◆ TASK OBJECTIVE:
Every record, from first to last, should be retyped word for word.

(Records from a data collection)

____

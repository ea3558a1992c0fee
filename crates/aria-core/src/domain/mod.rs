pub mod album;
pub mod artist;
pub mod ids;
pub mod playlist;
pub mod song;
pub mod user;

pub use album::Album;
pub use artist::Artist;
pub use ids::{AlbumId, ArtistId, PlaylistId, SongId, UserId};
pub use playlist::Playlist;
pub use song::Song;
pub use user::User;
pub mod domain;
pub mod errors;
pub mod services;
pub mod store;

pub use errors::{CoreError, EntityKind, Result};
pub use services::CatalogService;
pub use store::{CatalogConfig, CatalogStats, CatalogStore};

____

◆ EXERCISE RESULT:
repository ea3558a1992c0fee
filename crates/aria-core/src/domain/mod.rs
pub mod album;
pub mod artist;
pub mod ids;
pub mod playlist;
pub mod song;
pub mod user;

pub use album::Album;
pub use artist::Artist;
pub use ids::{AlbumId, ArtistId, PlaylistId, SongId, UserId};
pub use playlist::Playlist;
pub use song::Song;
pub use user::User;
pub mod domain;
pub mod errors;
pub mod services;
pub mod store;

pub use errors::{CoreError, EntityKind, Result};
pub use services::CatalogService;
pub use store::{CatalogConfig, CatalogStats, CatalogStore};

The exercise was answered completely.